POLITIQUE - Le ministre de l’Éducation y voit un moyen de lutter contre les trafics...

Le ministre de l'Education nationale, Vincent Peillon, s'est prononcé dimanche pour un débat sur la dépénalisation du cannabis comme moyen de lutter contre les trafics dans les cités. Un tel débat avait divisé le gouvernement socialiste début juin, peu de temps après sa mise en place, avant que le Premier ministre Jean-Marc Ayrault n'y mette fin.

«C'est un sujet majeur», a dit Vincent Peillon sur France Inter. «Je vois maintenant quasiment tous les soirs sur nos chaînes de télévision des reportages pour montrer les trafics illicites de nos banlieues et le danger dans lequel vivent nos concitoyens, y compris les enfants des écoles.» «On peut lutter par les moyens de la répression, je suis absolument pour, mais en même temps je vois que les résultats ne sont pas très efficaces», a-t-il poursuivi (...) «Cette question (de la dépénalisation) est posée et je souhaite que l'on puisse avancer sereinement».

 La France «retardataire sur un sujet d'ampleur»

Il a rappelé que l'ancien ministre socialiste de l'Intérieur Daniel Vaillant avait rouvert le débat début octobre en proposant notamment une légalisation du cannabis à usage thérapeutique, ajoutant: «Je lui avais donné raison à l'époque, je le fais encore aujourd'hui». «Je suis très étonné parfois du côté un peu retardataire de la France sur un sujet qui, pour moi, est d'ampleur», a encore dit Vincent Peillon.

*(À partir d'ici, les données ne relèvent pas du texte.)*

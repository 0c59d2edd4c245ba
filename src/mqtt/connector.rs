//! Broker connector with ordered failover
//!
//! The connector walks an ordered list of candidate brokers. Each candidate is
//! first probed with a plain TCP connect (bounded by a short timeout) so dead
//! hosts fail fast, then the MQTT handshake is attempted. The first candidate
//! that returns a successful CONNACK is bound.
//!
//! # State Machine
//!
//! ```text
//! Disconnected ──connect──► Connected ──recv (session lost)──┐
//!      ▲                        │                            │
//!      └────────disconnect──────┴────────────────────────────┘
//! ```
//!
//! Reconnection is never automatic: when `recv` reports a lost session the
//! owner calls `disconnect` and decides when to `connect` again.

use async_trait::async_trait;
use rumqttc::{AsyncClient, ConnAck, ConnectReturnCode, Event, EventLoop, MqttOptions, Packet, QoS};
use serde::{Deserialize, Serialize};
use statum::{machine, state};
use std::fmt;
use std::time::Duration;
use tokio::net::TcpStream;
use tracing::{debug, error, info, warn};

use super::error::ConnectError;
use super::message::Message;
use crate::config::BrokerConfig;

/// One candidate broker address
#[derive(Debug, Clone, PartialEq, Eq, Hash, Serialize, Deserialize)]
pub struct BrokerEndpoint {
    pub host: String,
    pub port: u16,
}

impl BrokerEndpoint {
    pub fn new(host: impl Into<String>, port: u16) -> Self {
        Self {
            host: host.into(),
            port,
        }
    }
}

impl fmt::Display for BrokerEndpoint {
    fn fmt(&self, f: &mut fmt::Formatter) -> fmt::Result {
        write!(f, "{}:{}", self.host, self.port)
    }
}

/// Session parameters shared by all candidates
#[derive(Debug, Clone)]
pub struct ConnectorSettings {
    pub client_id: String,
    pub subscribe_topic: String,
    pub credentials: Option<(String, String)>,
    pub keep_alive: Duration,
    pub probe_timeout: Duration,
    pub handshake_timeout: Duration,
    pub channel_capacity: usize,
}

impl From<&BrokerConfig> for ConnectorSettings {
    fn from(config: &BrokerConfig) -> Self {
        let credentials = match (&config.username, &config.password) {
            (Some(user), Some(pw)) => Some((user.clone(), pw.clone())),
            _ => None,
        };
        Self {
            client_id: config.client_id.clone(),
            subscribe_topic: config.subscribe_topic.clone(),
            credentials,
            keep_alive: Duration::from_secs(config.keep_alive_secs),
            probe_timeout: Duration::from_millis(config.probe_timeout_ms),
            handshake_timeout: Duration::from_millis(config.handshake_timeout_ms),
            channel_capacity: config.channel_capacity,
        }
    }
}

/// The two steps of binding a broker, separated so failover can be driven
/// against any transport.
#[async_trait]
pub trait BrokerTransport: Send + Sync {
    type Session: Send;

    /// Cheap reachability check performed before the protocol handshake
    async fn probe(&self, endpoint: &BrokerEndpoint) -> Result<(), ConnectError>;

    /// Full protocol handshake; returns a bound session
    async fn handshake(&self, endpoint: &BrokerEndpoint) -> Result<Self::Session, ConnectError>;
}

/// Tries the candidates in order and returns the first bound session.
///
/// A refused, unresolvable or timed out candidate never aborts the attempt;
/// only exhausting the list is an error. No candidate after the bound one is
/// touched.
pub async fn connect_first<T: BrokerTransport>(
    transport: &T,
    candidates: &[BrokerEndpoint],
) -> Result<(BrokerEndpoint, T::Session), ConnectError> {
    for endpoint in candidates {
        debug!("Trying broker {}", endpoint);

        if let Err(e) = transport.probe(endpoint).await {
            warn!("{}", e);
            continue;
        }

        match transport.handshake(endpoint).await {
            Ok(session) => {
                info!("Connected to broker on {}", endpoint);
                return Ok((endpoint.clone(), session));
            }
            Err(e) => warn!("{}", e),
        }
    }

    error!("Could not connect to any of {} broker(s)", candidates.len());
    Err(ConnectError::Exhausted {
        attempted: candidates.len(),
    })
}

/// MQTT transport backed by rumqttc
pub struct MqttTransport {
    settings: ConnectorSettings,
}

impl MqttTransport {
    pub fn new(settings: ConnectorSettings) -> Self {
        Self { settings }
    }

    fn options_for(&self, endpoint: &BrokerEndpoint) -> MqttOptions {
        let mut options = MqttOptions::new(
            self.settings.client_id.clone(),
            endpoint.host.clone(),
            endpoint.port,
        );
        options.set_keep_alive(self.settings.keep_alive);
        if let Some((user, pw)) = &self.settings.credentials {
            options.set_credentials(user.clone(), pw.clone());
        }
        options
    }
}

async fn wait_for_connack(eventloop: &mut EventLoop) -> Result<ConnAck, String> {
    loop {
        match eventloop.poll().await {
            Ok(Event::Incoming(Packet::ConnAck(ack))) => return Ok(ack),
            Ok(event) => debug!("Ignoring event before CONNACK: {:?}", event),
            Err(e) => return Err(e.to_string()),
        }
    }
}

#[async_trait]
impl BrokerTransport for MqttTransport {
    type Session = LiveSession;

    async fn probe(&self, endpoint: &BrokerEndpoint) -> Result<(), ConnectError> {
        let connect = TcpStream::connect((endpoint.host.as_str(), endpoint.port));
        match tokio::time::timeout(self.settings.probe_timeout, connect).await {
            Ok(Ok(_stream)) => Ok(()),
            Ok(Err(e)) => Err(ConnectError::Unreachable {
                endpoint: endpoint.clone(),
                reason: e.to_string(),
            }),
            Err(_) => Err(ConnectError::Unreachable {
                endpoint: endpoint.clone(),
                reason: format!(
                    "no answer within {}ms",
                    self.settings.probe_timeout.as_millis()
                ),
            }),
        }
    }

    async fn handshake(&self, endpoint: &BrokerEndpoint) -> Result<LiveSession, ConnectError> {
        let (client, mut eventloop) =
            AsyncClient::new(self.options_for(endpoint), self.settings.channel_capacity);

        let ack = tokio::time::timeout(
            self.settings.handshake_timeout,
            wait_for_connack(&mut eventloop),
        )
        .await
        .map_err(|_| ConnectError::Handshake {
            endpoint: endpoint.clone(),
            reason: "timed out waiting for CONNACK".to_string(),
        })?
        .map_err(|reason| ConnectError::Handshake {
            endpoint: endpoint.clone(),
            reason,
        })?;

        if ack.code != ConnectReturnCode::Success {
            return Err(ConnectError::Handshake {
                endpoint: endpoint.clone(),
                reason: format!("broker answered {:?}", ack.code),
            });
        }

        let session = LiveSession {
            endpoint: endpoint.clone(),
            subscribe_topic: self.settings.subscribe_topic.clone(),
            client,
            eventloop,
        };
        session.subscribe()?;
        Ok(session)
    }
}

/// A bound rumqttc client and its event loop
pub struct LiveSession {
    endpoint: BrokerEndpoint,
    subscribe_topic: String,
    client: AsyncClient,
    eventloop: EventLoop,
}

impl LiveSession {
    pub fn endpoint(&self) -> &BrokerEndpoint {
        &self.endpoint
    }

    fn subscribe(&self) -> Result<(), ConnectError> {
        self.client
            .try_subscribe(self.subscribe_topic.clone(), QoS::AtMostOnce)
            .map_err(|e| ConnectError::Handshake {
                endpoint: self.endpoint.clone(),
                reason: format!("subscribe to '{}' failed: {}", self.subscribe_topic, e),
            })?;
        info!("Subscribed to topic '{}'", self.subscribe_topic);
        Ok(())
    }

    /// Blocks until the next PUBLISH arrives or the session ends.
    pub async fn recv(&mut self) -> Result<Message, ConnectError> {
        loop {
            match self.eventloop.poll().await {
                Ok(Event::Incoming(Packet::Publish(publish))) => {
                    return Ok(Message::from_publish(publish));
                }
                Ok(Event::Incoming(Packet::ConnAck(_))) => {
                    // a fresh CONNACK on this session drops the broker-side subscription
                    self.subscribe()?;
                }
                Ok(Event::Incoming(Packet::SubAck(ack))) => {
                    debug!("Subscription acknowledged: {:?}", ack.return_codes);
                }
                Ok(Event::Incoming(Packet::Disconnect)) => {
                    return Err(ConnectError::SessionLost {
                        endpoint: self.endpoint.clone(),
                        reason: "broker sent DISCONNECT".to_string(),
                    });
                }
                Ok(_) => {}
                Err(e) => {
                    return Err(ConnectError::SessionLost {
                        endpoint: self.endpoint.clone(),
                        reason: e.to_string(),
                    });
                }
            }
        }
    }

    fn close(self) {
        if let Err(e) = self.client.try_disconnect() {
            debug!("Disconnect request for {} not queued: {}", self.endpoint, e);
        }
    }
}

#[state]
#[derive(Debug, Clone)]
pub enum ConnectorState {
    Disconnected,
    Connected,
}

#[machine]
pub struct BrokerConnector<S: ConnectorState> {
    transport: MqttTransport,
    candidates: Vec<BrokerEndpoint>,
    session: Option<LiveSession>,
}

impl BrokerConnector<Disconnected> {
    pub fn create(settings: ConnectorSettings, candidates: Vec<BrokerEndpoint>) -> Self {
        info!(
            "Creating broker connector with {} candidate(s)",
            candidates.len()
        );
        Self::new(MqttTransport::new(settings), candidates, None)
    }

    /// Binds the first candidate that accepts a session
    pub async fn connect(mut self) -> Result<BrokerConnector<Connected>, ConnectError> {
        let (_endpoint, session) = connect_first(&self.transport, &self.candidates).await?;
        self.session = Some(session);
        Ok(self.transition())
    }
}

impl BrokerConnector<Connected> {
    pub fn endpoint(&self) -> Option<&BrokerEndpoint> {
        self.session.as_ref().map(LiveSession::endpoint)
    }

    pub async fn recv(&mut self) -> Result<Message, ConnectError> {
        match self.session.as_mut() {
            Some(session) => session.recv().await,
            None => Err(ConnectError::NotConnected),
        }
    }

    /// Drops the bound session; the returned connector can `connect` again
    pub fn disconnect(mut self) -> BrokerConnector<Disconnected> {
        if let Some(session) = self.session.take() {
            info!("Releasing broker session on {}", session.endpoint());
            session.close();
        }
        self.transition()
    }
}

/// Exponential reconnect delay, owned by the caller of `connect`
#[derive(Debug, Clone)]
pub struct Backoff {
    initial: Duration,
    max: Duration,
    current: Duration,
}

impl Backoff {
    pub fn new(initial: Duration, max: Duration) -> Self {
        Self {
            initial,
            max,
            current: initial,
        }
    }

    pub fn next_delay(&mut self) -> Duration {
        let delay = self.current;
        self.current = (self.current * 2).min(self.max);
        delay
    }

    pub fn reset(&mut self) {
        self.current = self.initial;
    }
}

L'UMP a réagi avec véhémence aux propos du ministre, le député Lionnel Luca, membre de la Droite populaire, jugeant dans un tweet «invraisemblable et scandaleux que le ministre de l'Education défende la dépénalisation du cannabis.»

 

Sur BFM-TV/RMC, l'eurodéputée Rachida Dati a estimé que Vincent Peillon «se comporte de manière lâche vis-à-vis de la toxicomanie», et dénoncé une position «grave et insupportable». Sur France Info, Jean-François Copé a lancé «ça suffit de faire n'importe quoi», et demandé à François Hollande de «trancher dans la journée cette question».